Task instructions =
Across the entries below, how many lines include "bool"? Give the number and nothing else.

Supplied material =
//! Error handling for Rampdeck
//!
//! Every member of the taxonomy is locally recoverable except engine faults,
//! which are handed back to the caller unchanged.

use thiserror::Error;

use crate::engine::NodeId;
use crate::session::SessionState;

/// Result type alias for Rampdeck operations
pub type Result<T> = std::result::Result<T, RampdeckError>;

/// Main error type for Rampdeck operations
#[derive(Error, Debug)]
pub enum RampdeckError {
    // File Errors
    #[error("File not found: {path}")]
    FileNotFound {
        path: String,
        #[source]
        source: Option<std::io::Error>,
    },

    // Decoding Errors
    #[error("Failed to decode audio: {reason}")]
    DecodeFailure {
        reason: String,
        #[source]
        source: Option<Box<dyn std::error::Error + Send + Sync>>,
    },

    #[error("Unsupported audio format: {format}")]
    UnsupportedFormat { format: String },

    #[error("Audio contains no samples")]
    EmptyAudio,

    // Session Errors
    #[error("Cannot {operation} while {state}")]
    InvalidTransition {
        operation: &'static str,
        state: SessionState,
    },

    #[error("Invalid value for {param}: {value} (expected {expected})")]
    InvalidParameter {
        param: String,
        value: String,
        expected: String,
    },

    #[error("Invalid configuration: {reason}")]
    InvalidConfig { reason: String },

    // Capture Errors
    #[error("Capture unavailable: {reason}")]
    CaptureUnavailable { reason: String },

    #[error("Capture failed: {reason}")]
    CaptureFailed { reason: String },

    // Engine Errors
    #[error("Unknown engine node: {node}")]
    UnknownNode { node: NodeId },

    #[error("Audio engine unavailable: {reason}")]
    EngineUnavailable { reason: String },

    // I/O Errors
    #[error("I/O error: {0}")]
    Io(#[from] std::io::Error),

    // Serialization Errors
    #[error("Serialization error: {0}")]
    Serialization(#[from] serde_json::Error),
}

impl RampdeckError {
    /// Get the error code for this error type
    pub fn error_code(&self) -> &'static str {
        match self {
            RampdeckError::FileNotFound { .. } => "FILE_NOT_FOUND",
            RampdeckError::DecodeFailure { .. } => "DECODE_FAILURE",
            RampdeckError::UnsupportedFormat { .. } => "UNSUPPORTED_FORMAT",
            RampdeckError::EmptyAudio => "EMPTY_AUDIO",
            RampdeckError::InvalidTransition { .. } => "INVALID_TRANSITION",
            RampdeckError::InvalidParameter { .. } => "INVALID_PARAMETER",
            RampdeckError::InvalidConfig { .. } => "INVALID_CONFIG",
            RampdeckError::CaptureUnavailable { .. } => "CAPTURE_UNAVAILABLE",
            RampdeckError::CaptureFailed { .. } => "CAPTURE_FAILED",
            RampdeckError::UnknownNode { .. } => "UNKNOWN_NODE",
            RampdeckError::EngineUnavailable { .. } => "ENGINE_UNAVAILABLE",
            RampdeckError::Io(_) => "IO_ERROR",
            RampdeckError::Serialization(_) => "SERIALIZATION_ERROR",
        }
    }

    /// Check if this error is recoverable without tearing down the controller
    pub fn is_recoverable(&self) -> bool {
        !matches!(
            self,
            RampdeckError::UnknownNode { .. } | RampdeckError::EngineUnavailable { .. }
        )
    }

    /// Check if this error belongs to the decoding family
    pub fn is_decode_failure(&self) -> bool {
        matches!(
            self,
            RampdeckError::DecodeFailure { .. }
                | RampdeckError::UnsupportedFormat { .. }
                | RampdeckError::EmptyAudio
        )
    }

    /// Get recovery suggestions for this error
    pub fn recovery_suggestions(&self) -> Vec<&'static str> {
        match self {
            RampdeckError::FileNotFound { .. } => vec![
                "Check the file path is correct",
                "Verify the file hasn't been moved or deleted",
            ],
            RampdeckError::DecodeFailure { .. } | RampdeckError::UnsupportedFormat { .. } => vec![
                "Try converting the file to WAV format first",
                "The file may be corrupted - try re-exporting from source",
            ],
            RampdeckError::EmptyAudio => vec!["Load a file that contains at least one frame"],
            RampdeckError::InvalidTransition { .. } => {
                vec!["Load an audio file before starting playback"]
            }
            RampdeckError::InvalidParameter { .. } => {
                vec!["Enter a finite number inside the documented range"]
            }
            RampdeckError::CaptureUnavailable { .. } => vec![
                "Playback continues without recording",
                "Enable capture in the session configuration",
            ],
            RampdeckError::CaptureFailed { .. } => vec![
                "Check there is free disk space for the export",
                "Restart playback to record again",
            ],
            _ => vec![],
        }
    }
}
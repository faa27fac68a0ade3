//! Lowpass filter
//!
//! Second-order RBJ cookbook lowpass, one biquad state per channel.

use std::f64::consts::PI;

/// Biquad filter coefficients, normalized by a0
#[derive(Debug, Clone, Copy, PartialEq)]
struct BiquadCoeffs {
    b0: f64,
    b1: f64,
    b2: f64,
    a1: f64,
    a2: f64,
}

impl BiquadCoeffs {
    /// Calculate lowpass coefficients using Audio EQ Cookbook formulas
    /// Reference: https://www.w3.org/2011/audio/audio-eq-cookbook.html
    fn lowpass(sample_rate: f64, frequency: f64, q: f64) -> Self {
        // Clamp frequency to valid range (below Nyquist); at very low rates
        // the floor wins
        let ceiling = (sample_rate / 2.0 - 1.0).max(10.0);
        let freq = frequency.clamp(10.0, ceiling);
        let q = q.clamp(0.0001, 1000.0);

        let w0 = 2.0 * PI * freq / sample_rate;
        let cos_w0 = w0.cos();
        let alpha = w0.sin() / (2.0 * q);

        let a0 = 1.0 + alpha;
        BiquadCoeffs {
            b0: ((1.0 - cos_w0) / 2.0) / a0,
            b1: (1.0 - cos_w0) / a0,
            b2: ((1.0 - cos_w0) / 2.0) / a0,
            a1: (-2.0 * cos_w0) / a0,
            a2: (1.0 - alpha) / a0,
        }
    }
}

/// Biquad filter state for one channel
#[derive(Debug, Clone, Copy, Default)]
struct BiquadState {
    x1: f64,
    x2: f64,
    y1: f64,
    y2: f64,
}

impl BiquadState {
    /// Direct Form I
    fn process(&mut self, input: f64, c: &BiquadCoeffs) -> f64 {
        let output = c.b0 * input + c.b1 * self.x1 + c.b2 * self.x2 - c.a1 * self.y1 - c.a2 * self.y2;

        self.x2 = self.x1;
        self.x1 = input;
        self.y2 = self.y1;
        self.y1 = output;

        output
    }
}

/// Resonant lowpass filter over interleaved blocks
#[derive(Debug, Clone)]
pub struct LowpassFilter {
    cutoff: f64,
    q: f64,
    sample_rate: f64,
    coeffs: BiquadCoeffs,
    states: Vec<BiquadState>,
}

impl LowpassFilter {
    pub fn new(sample_rate: u32, channels: usize, cutoff: f64, q: f64) -> Self {
        let sample_rate = sample_rate.max(1) as f64;
        Self {
            cutoff,
            q,
            sample_rate,
            coeffs: BiquadCoeffs::lowpass(sample_rate, cutoff, q),
            states: vec![BiquadState::default(); channels.max(1)],
        }
    }

    pub fn cutoff(&self) -> f64 {
        self.cutoff
    }

    pub fn q(&self) -> f64 {
        self.q
    }

    pub fn set_cutoff(&mut self, cutoff: f64) {
        self.cutoff = cutoff;
        self.coeffs = BiquadCoeffs::lowpass(self.sample_rate, self.cutoff, self.q);
    }

    pub fn set_q(&mut self, q: f64) {
        self.q = q;
        self.coeffs = BiquadCoeffs::lowpass(self.sample_rate, self.cutoff, self.q);
    }

    /// Filter an interleaved block in place
    pub fn process(&mut self, block: &mut [f32]) {
        let channels = self.states.len();
        for frame in block.chunks_mut(channels) {
            for (sample, state) in frame.iter_mut().zip(self.states.iter_mut()) {
                *sample = state.process(*sample as f64, &self.coeffs) as f32;
            }
        }
    }
}
//! CLI Command Implementations
//!
//! Implements the actual logic for each CLI command.

use std::path::{Path, PathBuf};
use std::time::Duration;

use tracing::{debug, info, warn};

use crate::automation::{TempoRamp, TimerQueue};
use crate::capture::WavCapture;
use crate::engine::{
    encode_wav, generate_test_tone, import_audio, Clock, ManualClock, RenderEngine, WavDecoder,
};
use crate::error::{RampdeckError, Result};
use crate::session::{ParamKind, PlayOutcome, PlaybackSession, SessionConfig};

/// Control overrides taken from the command line, still as raw text
#[derive(Debug, Clone, Default)]
pub struct RenderOptions {
    pub config: Option<PathBuf>,
    pub tempo: Option<String>,
    pub gain: Option<String>,
    pub filter: bool,
    pub cutoff: Option<String>,
    pub q: Option<String>,
    pub max_seconds: Option<f64>,
}

/// What a render produced
#[derive(Debug, Clone)]
pub struct RenderSummary {
    pub path: PathBuf,
    pub frames: u64,
    pub duration_secs: f64,
    pub final_tempo: f64,
    pub sha256: String,
    /// True when playback ran to the end of the input
    pub reached_end: bool,
}

/// Play `input` through an offline session and write the capture to `output_dir`.
///
/// Time advances by exactly one block per render, so the ramp follows the
/// audio rather than the wall clock.
pub fn render_file(input: &Path, output_dir: &Path, options: &RenderOptions) -> Result<RenderSummary> {
    let limit = match options.max_seconds {
        Some(seconds) => match Duration::try_from_secs_f64(seconds) {
            Ok(limit) if !limit.is_zero() => Some(limit),
            _ => {
                return Err(RampdeckError::InvalidParameter {
                    param: "max_seconds".to_string(),
                    value: seconds.to_string(),
                    expected: "a positive number of seconds".to_string(),
                })
            }
        },
        None => None,
    };
    let config = match &options.config {
        Some(path) => SessionConfig::load(path)?,
        None => SessionConfig::default(),
    };
    let buffer = import_audio(&WavDecoder, input)?;
    info!(
        "Rendering {} ({:.2}s, {} ch, {} Hz)",
        input.display(),
        buffer.duration_secs(),
        buffer.channels(),
        buffer.sample_rate()
    );

    let sample_rate = buffer.sample_rate();
    let engine = RenderEngine::new(sample_rate, buffer.channels());
    let capture = WavCapture::new(config.capture.clone());
    let clock = ManualClock::new();
    let mut session = PlaybackSession::new(engine, capture, Box::new(clock.clone()), config)?;

    let overrides = [
        (ParamKind::Tempo, &options.tempo),
        (ParamKind::Gain, &options.gain),
        (ParamKind::CutoffFrequency, &options.cutoff),
        (ParamKind::ResonanceQ, &options.q),
    ];
    for (kind, raw) in overrides {
        if let Some(raw) = raw {
            session.set_param(kind, kind.parse(raw)?)?;
        }
    }
    if options.filter {
        session.set_filter_enabled(true)?;
    }

    session.load(buffer)?;
    match session.play()? {
        PlayOutcome::Started => {}
        PlayOutcome::StartedWithoutCapture(e) | PlayOutcome::Ignored(e) => return Err(e),
    }

    let block_size = session.config().block_size;
    let block_duration = Duration::from_secs_f64(block_size as f64 / sample_rate as f64);
    let mut reached_end = false;

    loop {
        session.engine_mut().render(block_size);
        clock.advance(block_duration);

        let report = session.poll()?;
        if let Some(tick) = report.ramp_tick {
            debug!(tempo = tick.value, progress = tick.progress, "ramp tick");
        }
        if report.stopped {
            reached_end = report.ended;
            break;
        }
        if limit.is_some_and(|limit| session.now() >= limit) {
            info!("Stopping at the {:.1}s limit", session.now().as_secs_f64());
            session.stop()?;
            break;
        }
    }

    let final_tempo = session.settings().tempo;
    let artifact = session.take_artifact().ok_or_else(|| RampdeckError::CaptureFailed {
        reason: "playback finished without an artifact".to_string(),
    })?;
    let path = artifact.write_to(output_dir)?;

    Ok(RenderSummary {
        path,
        frames: artifact.frames,
        duration_secs: artifact.duration_secs(),
        final_tempo,
        sha256: artifact.sha256_hex(),
        reached_end,
    })
}

/// Render a file and print the result.
pub fn render(input: &Path, output_dir: &Path, options: &RenderOptions) -> Result<()> {
    let summary = render_file(input, output_dir, options)?;

    println!("Captured: {}", summary.path.display());
    println!("Duration: {:.2}s ({} frames)", summary.duration_secs, summary.frames);
    println!("Final tempo: {}", ParamKind::Tempo.format(summary.final_tempo));
    println!("SHA-256: {}", summary.sha256);
    if !summary.reached_end {
        warn!("Playback was cut short before the end of the input");
    }

    Ok(())
}

/// One row of a ramp preview
#[derive(Debug, Clone, Copy, PartialEq)]
pub struct PreviewRow {
    pub elapsed_ms: u64,
    pub progress: f64,
    pub tempo: f64,
}

/// Run a ramp against a manual clock and return every tick
pub fn ramp_preview_rows(initial: f64, factor: f64, window_ms: u64, tick_ms: u64) -> Vec<PreviewRow> {
    let clock = ManualClock::new();
    let mut timers = TimerQueue::new();
    let tick_interval = Duration::from_millis(tick_ms.max(1));
    let mut ramp = TempoRamp::start(
        &mut timers,
        Duration::ZERO,
        initial,
        initial * factor,
        Duration::from_millis(window_ms),
        tick_interval,
    );

    let mut rows = Vec::new();
    while ramp.is_active() {
        clock.advance(tick_interval);
        let now = clock.now();
        for id in timers.fire_due(now) {
            if ramp.timer() != Some(id) {
                continue;
            }
            if let Some(tick) = ramp.tick(now, &mut timers) {
                rows.push(PreviewRow {
                    elapsed_ms: now.as_millis() as u64,
                    progress: tick.progress,
                    tempo: tick.value,
                });
            }
        }
    }
    rows
}

/// Print the tempo sequence of a ramp.
pub fn ramp_preview(initial: &str, factor: f64, window_ms: u64, tick_ms: u64, every: u64) -> Result<()> {
    let initial = ParamKind::Tempo.parse(initial)?;
    if !factor.is_finite() || factor <= 0.0 {
        return Err(RampdeckError::InvalidParameter {
            param: "factor".to_string(),
            value: factor.to_string(),
            expected: "a finite number > 0".to_string(),
        });
    }

    let rows = ramp_preview_rows(initial, factor, window_ms, tick_ms);
    let every = every.max(1) as usize;

    println!("{:>10}  {:>8}  {:>8}", "time (ms)", "progress", "tempo");
    println!("{:-<30}", "");
    for (i, row) in rows.iter().enumerate() {
        if i % every == 0 || i + 1 == rows.len() {
            println!(
                "{:>10}  {:>7.1}%  {:>8}",
                row.elapsed_ms,
                row.progress * 100.0,
                ParamKind::Tempo.format(row.tempo)
            );
        }
    }
    println!("{} ticks", rows.len());

    Ok(())
}

/// Write a sine test tone.
pub fn tone(output: &Path, frequency: f32, duration: f32, sample_rate: u32) -> Result<()> {
    if sample_rate == 0 || duration.is_nan() || duration <= 0.0 {
        return Err(RampdeckError::InvalidParameter {
            param: "tone".to_string(),
            value: format!("{}s at {} Hz", duration, sample_rate),
            expected: "a positive duration and sample rate".to_string(),
        });
    }

    let buffer = generate_test_tone(frequency, duration, sample_rate);
    let bytes = encode_wav(&buffer)?;
    std::fs::write(output, bytes)?;

    println!("Tone written: {} ({} Hz, {:.2}s)", output.display(), frequency, duration);
    Ok(())
}

/// Print or write the default config.
pub fn config(output: Option<&Path>) -> Result<()> {
    let json = SessionConfig::default().to_json()?;
    match output {
        Some(path) => {
            std::fs::write(path, &json)?;
            println!("Config written: {}", path.display());
        }
        None => println!("{}", json),
    }
    Ok(())
}

#[cfg(test)]
mod tests {
    use super::*;
    use approx::assert_relative_eq;

    #[test]
    fn test_preview_reaches_target_once() {
        let rows = ramp_preview_rows(1.0, 1.25, 1_000, 50);
        assert_eq!(rows.len(), 20);
        let last = rows.last().unwrap();
        assert_eq!(last.tempo, 1.25);
        assert_eq!(last.progress, 1.0);
        assert_eq!(rows.iter().filter(|r| r.progress >= 1.0).count(), 1);
        assert_relative_eq!(rows[9].tempo, 1.125);
    }

    #[test]
    fn test_preview_zero_window() {
        let rows = ramp_preview_rows(2.0, 0.5, 0, 50);
        assert_eq!(rows.len(), 1);
        assert_eq!(rows[0].tempo, 1.0);
    }

    #[test]
    fn test_tone_writes_decodable_file() {
        let dir = tempfile::tempdir().unwrap();
        let path = dir.path().join("tone.wav");
        tone(&path, 220.0, 0.1, 8000).unwrap();

        let buffer = import_audio(&WavDecoder, &path).unwrap();
        assert_eq!(buffer.len(), 800);
        assert!(tone(&path, 220.0, 0.0, 8000).is_err());
    }

    #[test]
    fn test_config_file_loads_back() {
        let dir = tempfile::tempdir().unwrap();
        let path = dir.path().join("rampdeck.json");
        config(Some(&path)).unwrap();
        assert_eq!(SessionConfig::load(&path).unwrap(), SessionConfig::default());
    }
}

Expected answer =
4